Determine how many lines in the entries below contain "reported", and output that number alone.

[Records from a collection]
····················

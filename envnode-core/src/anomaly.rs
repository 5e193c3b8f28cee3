//! Z-Score Anomaly Detection with Noise Floor
//!
//! ## Rule
//!
//! For a channel value `v` and its window's `mean` and `std_dev`:
//!
//! ```text
//! fire  ⇔  |v − mean| > multiplier × std_dev   AND   std_dev > noise_floor
//! ```
//!
//! Both comparisons are strict. The noise floor matters on slowly changing
//! signals: a temperature window that reads 20.0 ten times in a row has zero
//! spread, and without the floor any deviation at all would be "infinitely"
//! anomalous.
//!
//! ## Statelessness
//!
//! Each evaluation stands alone. A sustained excursion fires on every tick for
//! as long as the rule holds; there is no suppression window.
//!
//! ## Units
//!
//! The z-score is always computed in the unit the window stores. A check may
//! convert the reported `value` and `mean` into a friendlier unit (the gas
//! channel stores Rs/R0 but reports CO ppm).

use crate::alert::{AnomalyAlert, DeviceId};
use crate::constants::sensors::{MIN_GAS_STD_DEV, MIN_TEMP_STD_DEV};
use crate::gas;
use crate::reading::{Channel, Reading};
use crate::stats::{ChannelHistories, WindowSummary};

/// The bare z-score test
#[derive(Debug, Clone, Copy, PartialEq)]
pub struct AnomalyRule {
    /// Deviations beyond `multiplier × std_dev` fire
    pub multiplier: f32,
    /// Windows with a smaller spread are treated as constant
    pub noise_floor: f32,
}

impl AnomalyRule {
    /// Rule for one channel
    pub const fn new(multiplier: f32, noise_floor: f32) -> Self {
        Self { multiplier, noise_floor }
    }

    /// Z-score of `value` if the rule fires
    ///
    /// Any NaN input makes both comparisons false, so a poisoned window never
    /// fires.
    pub fn evaluate(&self, value: f32, mean: f32, std_dev: f32) -> Option<f32> {
        let deviation = value - mean;
        if std_dev > self.noise_floor && libm::fabsf(deviation) > self.multiplier * std_dev {
            Some(deviation / std_dev)
        } else {
            None
        }
    }
}

/// Unit the alert reports a channel in
#[derive(Debug, Clone, Copy, PartialEq, Eq)]
pub enum Reporting {
    /// Same unit as stored
    Native,
    /// Gas ratio converted to CO ppm
    CarbonMonoxidePpm,
}

impl Reporting {
    /// Converts a stored value to the reporting unit
    pub fn convert(&self, stored: f32) -> f32 {
        match self {
            Reporting::Native => stored,
            Reporting::CarbonMonoxidePpm => gas::co_ppm(stored),
        }
    }
}

/// One monitored channel with its own noise floor
#[derive(Debug, Clone, Copy, PartialEq)]
pub struct ChannelCheck {
    /// Monitored channel
    pub channel: Channel,
    /// Minimum spread before the rule is trusted
    pub noise_floor: f32,
    /// Unit used in the alert
    pub reporting: Reporting,
}

impl ChannelCheck {
    /// Temperature with the 0.1 °C floor
    pub const fn temperature() -> Self {
        Self {
            channel: Channel::Temperature,
            noise_floor: MIN_TEMP_STD_DEV,
            reporting: Reporting::Native,
        }
    }

    /// Gas ratio with the 0.01 floor, reported as CO ppm
    pub const fn gas() -> Self {
        Self {
            channel: Channel::Gas,
            noise_floor: MIN_GAS_STD_DEV,
            reporting: Reporting::CarbonMonoxidePpm,
        }
    }
}

/// Alerts from one evaluation; at most one per channel
pub type AnomalyAlerts = heapless::Vec<AnomalyAlert, { Channel::COUNT }>;

/// Runs every configured channel check against the current windows
#[derive(Debug, Clone)]
pub struct AnomalyDetector {
    device_id: DeviceId,
    checks: heapless::Vec<ChannelCheck, { Channel::COUNT }>,
}

impl AnomalyDetector {
    /// Temperature and gas checks, as deployed
    pub fn new(device_id: DeviceId) -> Self {
        let mut checks = heapless::Vec::new();
        let _ = checks.push(ChannelCheck::temperature());
        let _ = checks.push(ChannelCheck::gas());
        Self { device_id, checks }
    }

    /// Detector with a custom check list
    ///
    /// A channel listed twice keeps its first entry.
    pub fn with_checks(device_id: DeviceId, checks: &[ChannelCheck]) -> Self {
        let mut list: heapless::Vec<ChannelCheck, { Channel::COUNT }> = heapless::Vec::new();
        for check in checks {
            if list.iter().any(|c| c.channel == check.channel) {
                continue;
            }
            let _ = list.push(*check);
        }
        Self { device_id, checks: list }
    }

    /// Checks in evaluation order
    pub fn checks(&self) -> &[ChannelCheck] {
        &self.checks
    }

    /// Identity stamped on every alert
    pub fn device_id(&self) -> &DeviceId {
        &self.device_id
    }

    /// Evaluates each check, sharing `multiplier`
    pub fn evaluate<const N: usize>(
        &self,
        reading: &Reading,
        histories: &ChannelHistories<N>,
        multiplier: f32,
    ) -> AnomalyAlerts {
        let mut alerts = AnomalyAlerts::new();

        for check in &self.checks {
            let window = histories.get(check.channel);
            let value = reading.value(check.channel);
            let WindowSummary { mean, std_dev, .. } = window.summary();

            let rule = AnomalyRule::new(multiplier, check.noise_floor);
            if let Some(z_score) = rule.evaluate(value, mean, std_dev) {
                log_warn!("{} anomaly detected, z = {}", check.channel.name(), z_score);

                let _ = alerts.push(AnomalyAlert {
                    device_id: self.device_id.clone(),
                    channel: check.channel,
                    timestamp: reading.timestamp,
                    value: check.reporting.convert(value),
                    mean: check.reporting.convert(mean),
                    std_dev,
                    z_score,
                });
            }
        }

        alerts
    }
}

····················

Output of the exercise
2